An Alternative to Sniffing
If, after testing all the components in the fully charges system with a functioning sniffer tool, you still can’t find the leak-or if you don’t use a sniffer tool-a good way to find an elusive leak is to use A/C tracer dye. Be sure to use the correct amount of dye for the system you are testing and stay away from using oil with a dye added. That might be OK when you are doing a component replacement, but not as the means to getting dye in the system. Be sure to run the A/C and allow enough time for the dye to circulate through the system and leak out. Then inspect the system carefully for leaks.
If you still can’t find the leak-or if you can’t use dye or a sniffer-charge the system to its maximum capacity, taking into account what the A/C systems lines hold, and then (borrowing a method commonly used to check for tire punctures) spray all connections with soapy water and look for tell-tale bubbles or sputters that indicate leaks while the system operates and also when it’s shut off. It might take a while for the leak to show up using this method so you might want to park the vehicle somewhere and move on to another task for a while, then come back to it. The reason for doing the soapy water test after doing the sniffer and dye tests is because the soapy water will wash away any dye or oil stains that could have helped you out with those other two tests.
After you do finally locate and repair the leak, you’re not done. There are two important steps to make sure that the vehicle is fixed properly and doesn’t return in a few weeks with the A/C inoperative again. The first step in verifying your repair occurs during the recharge of the system. Pull the system into a full vacuum and let it sit for at least five minutes. If vacuum is lost, odds are there still is a leak somewhere.
The second step in verifying the repair was successful is to go back over the leak area you found originally and retest it. In most cases, there is till enough dye in the system to indicate any problems if you didn’t get it corrected or you can use the sniffer to recheck. Be sure to check over the entire system. Sometimes you can fix one leak, only to have another appear that you didn’t, or couldn’t, detect the first time around. The other thing seems obvious, but it’s well worth mentioning to make sure that there’s enough compressor oil-and the correct oil for the system-in the A/C system after the repair. One parts representative told me very recently that close to 100 per cent of compressors that fail after an A/C repair do so because there wasn’t enough oil in the system, and the resulting debris is almost impossible to remove from the tiny orifices inside the air conditioning system. Be sure to follow the OEM service guidelines on adding oil after a repair or component replacement.

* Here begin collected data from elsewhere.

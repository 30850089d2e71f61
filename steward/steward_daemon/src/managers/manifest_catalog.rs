use std::collections::{BTreeMap, BTreeSet};

use super::manifest::{AppManifest, AutoGenerateRule, ResourceLimits};

const LOWERCASE_ALPHANUMERIC: &str = "abcdefghijklmnopqrstuvwxyz0123456789";
const DOCKWEB_IMAGE: &str = "carbon2029/dockweb:latest";

fn base(name: &str, dashboard: &str, link: &str, image: &str) -> AppManifest {
    AppManifest {
        name: name.to_string(),
        dashboard: dashboard.to_string(),
        link: link.to_string(),
        image: image.to_string(),
        ..Default::default()
    }
}

fn environment(entries: &[(&str, &str)]) -> BTreeMap<String, String> {
    entries
        .iter()
        .map(|(key, value)| (key.to_string(), value.to_string()))
        .collect()
}

fn required(fields: &[&str]) -> BTreeSet<String> {
    fields
        .iter()
        .chain(std::iter::once(&"DEVICE_NAME"))
        .map(|field| field.to_string())
        .collect()
}

fn strings(values: &[&str]) -> Vec<String> {
    values.iter().map(|value| value.to_string()).collect()
}

fn limits(cpus: &str, memory_reservation: &str, memory_limit: &str) -> Option<ResourceLimits> {
    Some(ResourceLimits {
        cpus: cpus.to_string(),
        memory_reservation: memory_reservation.to_string(),
        memory_limit: memory_limit.to_string(),
    })
}

fn small() -> Option<ResourceLimits> {
    limits("0.5", "64m", "256m")
}

fn medium() -> Option<ResourceLimits> {
    limits("1.0", "128m", "512m")
}

fn large() -> Option<ResourceLimits> {
    limits("2.0", "256m", "1g")
}

/// Browser extension nodes packaged in the shared dockweb image.
fn dockweb(name: &str, dashboard: &str, link: &str, prefix: &str, state_dir: &str) -> AppManifest {
    let email = format!("{prefix}_EMAIL");
    let password = format!("{prefix}_PASSWORD");
    AppManifest {
        environment: environment(&[
            (&email, &format!("${email}")),
            (&format!("{prefix}_PASS"), &format!("${password}")),
        ]),
        required_fields: required(&[&email, &password]),
        volumes: vec![format!(".data/{state_dir}:/app/chrome_user_data")],
        resource_limits: large(),
        ..base(name, dashboard, link, DOCKWEB_IMAGE)
    }
}

pub fn builtin_manifests() -> BTreeMap<String, AppManifest> {
    let mut manifests = BTreeMap::new();

    manifests.insert(
        String::from("earnapp"),
        AppManifest {
            environment: environment(&[
                ("EARNAPP_UUID", "$EARNAPP_UUID"),
                ("EARNAPP_TERM", "yes"),
            ]),
            required_fields: required(&[]),
            volumes: strings(&[".data/.earnapp:/etc/earnapp"]),
            resource_limits: medium(),
            auto_generate: BTreeMap::from([(
                String::from("EARNAPP_UUID"),
                AutoGenerateRule {
                    length: 32,
                    prefix: String::from("sdk-node-"),
                    charset: String::from(LOWERCASE_ALPHANUMERIC),
                },
            )]),
            node_id_field: Some(String::from("EARNAPP_UUID")),
            instance_volume: Some(String::from(".data/.earnapp")),
            ..base(
                "EARNAPP",
                "https://earnapp.com/dashboard",
                "https://earnapp.com/i/3zulx7k",
                "fazalfarhan01/earnapp:lite",
            )
        },
    );
    manifests.insert(
        String::from("honeygain"),
        AppManifest {
            required_fields: required(&["HONEYGAIN_EMAIL", "HONEYGAIN_PASSWORD"]),
            command: Some(String::from(
                "-tou-accept -email $HONEYGAIN_EMAIL -pass $HONEYGAIN_PASSWORD -device $DEVICE_NAME",
            )),
            resource_limits: medium(),
            ..base(
                "HONEYGAIN",
                "https://dashboard.honeygain.com/",
                "https://r.honeygain.me/MINDL15721",
                "honeygain/honeygain:latest",
            )
        },
    );
    manifests.insert(
        String::from("iproyalpawns"),
        AppManifest {
            required_fields: required(&["IPROYALPAWNS_EMAIL", "IPROYALPAWNS_PASSWORD"]),
            command: Some(String::from(
                "-accept-tos -email=$IPROYALPAWNS_EMAIL -password=$IPROYALPAWNS_PASSWORD \
                 -device-name=$DEVICE_NAME -device-id=id_$DEVICE_NAME",
            )),
            resource_limits: small(),
            ..base(
                "IPROYALPAWNS",
                "https://dashboard.pawns.app/",
                "https://pawns.app?r=MiNe",
                "iproyal/pawns-cli:latest",
            )
        },
    );
    manifests.insert(
        String::from("packetstream"),
        AppManifest {
            environment: environment(&[("CID", "$PACKETSTREAM_CID")]),
            required_fields: required(&["PACKETSTREAM_CID"]),
            resource_limits: medium(),
            ..base(
                "PACKETSTREAM",
                "https://packetstream.io/dashboard",
                "https://packetstream.io/?psr=3zSD",
                "packetstream/psclient:latest",
            )
        },
    );
    manifests.insert(
        String::from("traffmonetizer"),
        AppManifest {
            required_fields: required(&["TRAFFMONETIZER_TOKEN"]),
            command: Some(String::from(
                "start accept status --token $TRAFFMONETIZER_TOKEN --device-name $DEVICE_NAME",
            )),
            resource_limits: small(),
            ..base(
                "TRAFFMONETIZER",
                "https://app.traffmonetizer.com/dashboard",
                "https://traffmonetizer.com/?aff=366499",
                "traffmonetizer/cli_v2:latest",
            )
        },
    );
    manifests.insert(
        String::from("repocket"),
        AppManifest {
            environment: environment(&[
                ("RP_EMAIL", "$REPOCKET_EMAIL"),
                ("RP_API_KEY", "$REPOCKET_APIKEY"),
            ]),
            required_fields: required(&["REPOCKET_EMAIL", "REPOCKET_APIKEY"]),
            resource_limits: medium(),
            ..base(
                "REPOCKET",
                "https://app.repocket.co/#home",
                "https://link.repocket.co/hr8i",
                "repocket/repocket:latest",
            )
        },
    );
    manifests.insert(
        String::from("earnfm"),
        AppManifest {
            environment: environment(&[("EARNFM_TOKEN", "$EARNFM_APIKEY")]),
            required_fields: required(&["EARNFM_APIKEY"]),
            resource_limits: medium(),
            ..base(
                "EARNFM",
                "https://app.earn.fm/",
                "https://earn.fm/ref/MATTTAV6",
                "earnfm/earnfm-client:latest",
            )
        },
    );
    manifests.insert(
        String::from("proxyrack"),
        AppManifest {
            environment: environment(&[
                ("API_KEY", "$PROXYRACK_APIKEY"),
                ("DEVICE_NAME", "$DEVICE_NAME"),
                ("UUID", "$PROXYRACK_UUID"),
            ]),
            required_fields: required(&["PROXYRACK_APIKEY", "PROXYRACK_UUID"]),
            resource_limits: large(),
            ..base(
                "PROXYRACK",
                "https://peer.proxyrack.com/dashboard",
                "https://peer.proxyrack.com/ref/myoas6qttvhuvkzh8ffx90ns1ouhwgilfgamo5ex",
                "proxyrack/pop:latest",
            )
        },
    );
    manifests.insert(
        String::from("proxylite"),
        AppManifest {
            environment: environment(&[("USER_ID", "$PROXYLITE_USERID")]),
            required_fields: required(&["PROXYLITE_USERID"]),
            resource_limits: large(),
            ..base(
                "PROXYLITE",
                "https://proxylite.ru/",
                "https://proxylite.ru/?r=PJTKXWN3",
                "proxylite/proxyservice:latest",
            )
        },
    );
    manifests.insert(
        String::from("bitping"),
        AppManifest {
            environment: environment(&[
                ("BITPING_EMAIL", "$BITPING_EMAIL"),
                ("BITPING_PASSWORD", "$BITPING_PASSWORD"),
            ]),
            required_fields: required(&["BITPING_EMAIL", "BITPING_PASSWORD"]),
            volumes: strings(&[".data/.bitpingd:/root/.bitpingd"]),
            resource_limits: large(),
            ..base(
                "BITPING",
                "https://app.bitping.com/earnings",
                "https://app.bitping.com?r=qm7mIuX3",
                "bitping/bitpingd:latest",
            )
        },
    );
    manifests.insert(
        String::from("packetshare"),
        AppManifest {
            environment: environment(&[
                ("PACKETSHARE_EMAIL", "$PACKETSHARE_EMAIL"),
                ("PACKETSHARE_PASSWORD", "$PACKETSHARE_PASSWORD"),
            ]),
            required_fields: required(&["PACKETSHARE_EMAIL", "PACKETSHARE_PASSWORD"]),
            command: Some(String::from(
                "-accept-tos -email=$PACKETSHARE_EMAIL -password=$PACKETSHARE_PASSWORD",
            )),
            resource_limits: medium(),
            ..base(
                "PACKETSHARE",
                "https://packetshare.io/ucenter.html",
                "https://www.packetshare.io/?code=A260871CFD822E35",
                "packetshare/packetshare:latest",
            )
        },
    );
    manifests.insert(
        String::from("grass"),
        AppManifest {
            environment: environment(&[
                ("USER_EMAIL", "$GRASS_EMAIL"),
                ("USER_PASSWORD", "$GRASS_PASSWORD"),
            ]),
            required_fields: required(&["GRASS_EMAIL", "GRASS_PASSWORD"]),
            volumes: strings(&[".data/.grass:/app/chrome_user_data"]),
            resource_limits: large(),
            ..base(
                "GRASS",
                "https://app.getgrass.io/dashboard",
                "https://app.getgrass.io/register/?referralCode=qyvJmxgNUhcLo2f",
                "mrcolorrain/grass-node:latest",
            )
        },
    );
    manifests.insert(
        String::from("gradient"),
        dockweb(
            "GRADIENT",
            "https://app.gradient.network/dashboard",
            "https://app.gradient.network/signup?code=9WOBKP",
            "GRADIENT",
            ".gradient",
        ),
    );
    manifests.insert(
        String::from("dawn"),
        AppManifest {
            ports: strings(&["${DAWN_PORT}:5000"]),
            ..dockweb(
                "DAWN",
                "https://dawninternet.com",
                "https://dawninternet.com?code=xo23vynw",
                "DAWN",
                ".dawn",
            )
        },
    );
    manifests.insert(
        String::from("teneo"),
        dockweb(
            "TENEO",
            "https://dashboard.teneo.pro/",
            "https://dashboard.teneo.pro/?code=qPgLn",
            "TENEO",
            ".teneo",
        ),
    );
    manifests.insert(
        String::from("proxybase"),
        AppManifest {
            environment: environment(&[
                ("USER_ID", "$PROXYBASE_USERID"),
                ("DEVICE_NAME", "$DEVICE_NAME"),
            ]),
            required_fields: required(&["PROXYBASE_USERID"]),
            resource_limits: large(),
            ..base(
                "PROXYBASE",
                "https://dash.proxybase.org/",
                "http://dash.proxybase.org/signup?ref=XfOz3zeURm",
                "proxybase/proxybase:latest",
            )
        },
    );
    manifests.insert(
        String::from("wipter"),
        AppManifest {
            environment: environment(&[
                ("WIPTER_EMAIL", "$WIPTER_EMAIL"),
                ("WIPTER_PASSWORD", "$WIPTER_PASSWORD"),
            ]),
            required_fields: required(&["WIPTER_EMAIL", "WIPTER_PASSWORD"]),
            ports: strings(&["${WIPTER_PORT_1}:5900", "${WIPTER_PORT_2}:6080"]),
            resource_limits: medium(),
            ..base(
                "WIPTER",
                "https://wipter.com/dashboard",
                "https://wipter.com/signup?ref=money4band",
                "ghcr.io/techroy23/docker-wipter:latest",
            )
        },
    );
    manifests.insert(
        String::from("mystnode"),
        AppManifest {
            required_fields: required(&[]),
            command: Some(String::from("service --agreed-terms-and-conditions")),
            volumes: strings(&[".data/mysterium-node:/var/lib/mysterium-node"]),
            ports: strings(&["${MYSTNODE_PORT}:4449"]),
            resource_limits: limits("4.0", "512m", "2g"),
            ..base(
                "MYSTNODE",
                "https://mystnodes.com/nodes",
                "https://mystnodes.co/?referral_code=Tc7RaS7Fm12K3Xun6mlU9q9hbnjojjl9aRBW8ZA9",
                "mysteriumnetwork/myst:latest",
            )
        },
    );

    manifests
}
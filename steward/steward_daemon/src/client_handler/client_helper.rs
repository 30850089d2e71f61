use steward_client::{
    container::ContainerDescription,
    dashboard::{ActivityEntry, DashboardSummary},
    deployment::{
        AppDeploymentOutcome, BatchDeployRequest, BatchDeploymentReport, DeployRequest,
        DeploymentStatus, ProxyDeploymentOutcome,
    },
    instance::InstanceDescription,
    manifest::ManifestDescription,
    proxy::{
        AddedProxy, ProxyDescription, ProxyHealthDescription, ProxyRemovalPreview,
        TeardownReportDescription,
    },
};

use crate::managers::{
    deployment::{
        AppDeployment, BatchDeploymentRequest, BatchDeploymentResult, DeploymentOutcome,
        DeploymentRequest,
    },
    instance::{AppInstance, InstanceStatus},
    manifest::AppManifest,
    proxy::{HealthStatus, ProxyHealth, ProxyOverview},
    runtime::ContainerInfo,
    steward::{Activity, AutoDeploy, Dashboard, InstanceTraffic, ProxyAddition},
    teardown::{RemovalPreview, TeardownReport},
};

impl From<DeployRequest> for DeploymentRequest {
    fn from(request: DeployRequest) -> Self {
        Self {
            app_id: request.app_id,
            device_name: request.device_name,
            fields: request.fields,
            proxy_id: request.proxy_id,
        }
    }
}

impl From<BatchDeployRequest> for BatchDeploymentRequest {
    fn from(request: BatchDeployRequest) -> Self {
        Self {
            app_id: request.app_id,
            device_name: request.device_name,
            fields: request.fields,
            proxy_ids: request.proxy_ids,
        }
    }
}

impl From<steward_client::proxy::AutoDeploy> for AutoDeploy {
    fn from(auto_deploy: steward_client::proxy::AutoDeploy) -> Self {
        type CAutoDeploy = steward_client::proxy::AutoDeploy;
        match auto_deploy {
            CAutoDeploy::Nothing => Self::Nothing,
            CAutoDeploy::Configured => Self::Configured,
            CAutoDeploy::Selected(app_ids) => Self::Selected(app_ids),
        }
    }
}

impl From<HealthStatus> for steward_client::proxy::HealthStatus {
    fn from(status: HealthStatus) -> Self {
        match status {
            HealthStatus::Healthy => Self::Healthy,
            HealthStatus::Unhealthy => Self::Unhealthy,
            HealthStatus::Unknown => Self::Unknown,
        }
    }
}

impl From<ProxyHealth> for ProxyHealthDescription {
    fn from(health: ProxyHealth) -> Self {
        Self {
            status: health.status.into(),
            checked_at: health.checked_at,
            latency_ms: health
                .latency
                .map(|latency| u64::try_from(latency.as_millis()).unwrap_or(u64::MAX)),
            last_error: health.last_error,
        }
    }
}

impl From<ProxyOverview> for ProxyDescription {
    fn from(overview: ProxyOverview) -> Self {
        let proxy = overview.proxy;
        Self {
            id: proxy.id,
            display_uri: proxy.display_uri(),
            username: proxy.username().map(str::to_string),
            protocol: proxy.protocol,
            host: proxy.host,
            port: proxy.port,
            health: overview.health.into(),
            instances_count: overview.instances_count,
        }
    }
}

impl From<InstanceStatus> for steward_client::instance::InstanceStatus {
    fn from(status: InstanceStatus) -> Self {
        match status {
            InstanceStatus::Running => Self::Running,
            InstanceStatus::Stopped => Self::Stopped,
            InstanceStatus::Unknown => Self::Unknown,
        }
    }
}

/// Fields may hold secrets and stay in the daemon.
impl From<AppInstance> for InstanceDescription {
    fn from(instance: AppInstance) -> Self {
        Self {
            id: instance.id,
            app_id: instance.app_id,
            proxy_id: instance.proxy_id,
            container_id: instance.container_id,
            container_name: instance.container_name,
            device_name: instance.device_name,
            status: instance.status.into(),
            proxy_uri: instance.proxy_uri,
            sdk_node_id: instance.sdk_node_id,
            ports: instance.ports.iter().map(ToString::to_string).collect(),
            created_at: instance.created_at,
        }
    }
}

impl From<DeploymentOutcome> for DeploymentStatus {
    fn from(outcome: DeploymentOutcome) -> Self {
        match outcome {
            DeploymentOutcome::Deployed(instance) => Self::Deployed {
                instance: instance.into(),
            },
            DeploymentOutcome::PortsNotPublished { instance, ports } => Self::PortsNotPublished {
                instance: instance.into(),
                ports: ports.iter().map(ToString::to_string).collect(),
            },
            DeploymentOutcome::Skipped(reason) => Self::Skipped { reason },
            DeploymentOutcome::Failed(error) => Self::Failed {
                error: error.to_string(),
            },
        }
    }
}

impl From<AppDeployment> for AppDeploymentOutcome {
    fn from(deployment: AppDeployment) -> Self {
        Self {
            app_id: deployment.app_id,
            status: deployment.outcome.into(),
        }
    }
}

impl From<BatchDeploymentResult> for BatchDeploymentReport {
    fn from(result: BatchDeploymentResult) -> Self {
        Self {
            local: result.local.into(),
            proxies: result
                .proxies
                .into_iter()
                .map(|(proxy_id, outcome)| ProxyDeploymentOutcome {
                    proxy_id,
                    status: outcome.into(),
                })
                .collect(),
        }
    }
}

impl From<ProxyAddition> for AddedProxy {
    fn from(addition: ProxyAddition) -> Self {
        Self {
            proxy: addition.overview.into(),
            deployments: addition.deployments.into_iter().map(Into::into).collect(),
        }
    }
}

impl From<RemovalPreview> for ProxyRemovalPreview {
    fn from(preview: RemovalPreview) -> Self {
        Self {
            proxy: preview.overview.into(),
            dependent_instances: preview.dependents.into_iter().map(Into::into).collect(),
        }
    }
}

impl From<TeardownReport> for TeardownReportDescription {
    fn from(report: TeardownReport) -> Self {
        Self {
            proxy_id: report.proxy.id,
            removed_instances: report.removed_instances,
            failures: report.failures,
            tunnel_removed: report.tunnel_removed,
        }
    }
}

impl From<ContainerInfo> for ContainerDescription {
    fn from(container: ContainerInfo) -> Self {
        Self {
            id: container.id,
            name: container.name,
            image: container.image,
            status: container.status,
            state: container.state,
            published_ports: container.published_ports,
        }
    }
}

pub(crate) fn manifest_description((app_id, manifest): (String, AppManifest)) -> ManifestDescription {
    ManifestDescription {
        app_id,
        name: manifest.name,
        image: manifest.image,
        dashboard: manifest.dashboard,
        link: manifest.link,
        required_fields: manifest.required_fields.into_iter().collect(),
        ports: manifest.ports,
    }
}

impl From<Activity> for ActivityEntry {
    fn from(activity: Activity) -> Self {
        Self {
            timestamp: activity.timestamp,
            message: activity.message,
        }
    }
}

impl From<InstanceTraffic> for steward_client::dashboard::InstanceTraffic {
    fn from(traffic: InstanceTraffic) -> Self {
        Self {
            instance_id: traffic.instance_id,
            container_name: traffic.container_name,
            rx_bytes: traffic.stats.rx_bytes,
            tx_bytes: traffic.stats.tx_bytes,
            started_at: traffic.started_at,
        }
    }
}

impl From<Dashboard> for DashboardSummary {
    fn from(dashboard: Dashboard) -> Self {
        Self {
            proxies_total: dashboard.proxies_total,
            proxies_healthy: dashboard.proxies_healthy,
            proxies_unhealthy: dashboard.proxies_unhealthy,
            proxies_unknown: dashboard.proxies_unknown,
            instances_total: dashboard.instances_total,
            instances_running: dashboard.instances_running,
            instances_stopped: dashboard.instances_stopped,
            containers_total: dashboard.containers_total,
            traffic: dashboard.traffic.into_iter().map(Into::into).collect(),
            recent_instances: dashboard.recent_instances.into_iter().map(Into::into).collect(),
            recent_activity: dashboard.recent_activity.into_iter().map(Into::into).collect(),
        }
    }
}
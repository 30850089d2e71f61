use clap::Parser;

use crate::commands::Command;

#[derive(Parser)]
#[command(version, about, long_about = None, multicall = true)]
pub struct CmdParser {
    #[command(subcommand)]
    pub command: Command,
}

No doubt, finding elusive leaks can be a real diagnostic challenge. Sometimes conventional testing methods don’t work, and guessing and hoping are just not acceptable repair methods. But with a systematic plan of attack, some diagnostic tricks and sometimes a whole lot of patience you can find any leak and confidently repair A/C systems at any time of year, keeping your customers happy-and keeping you busy making money rather than fixing previous mistakes.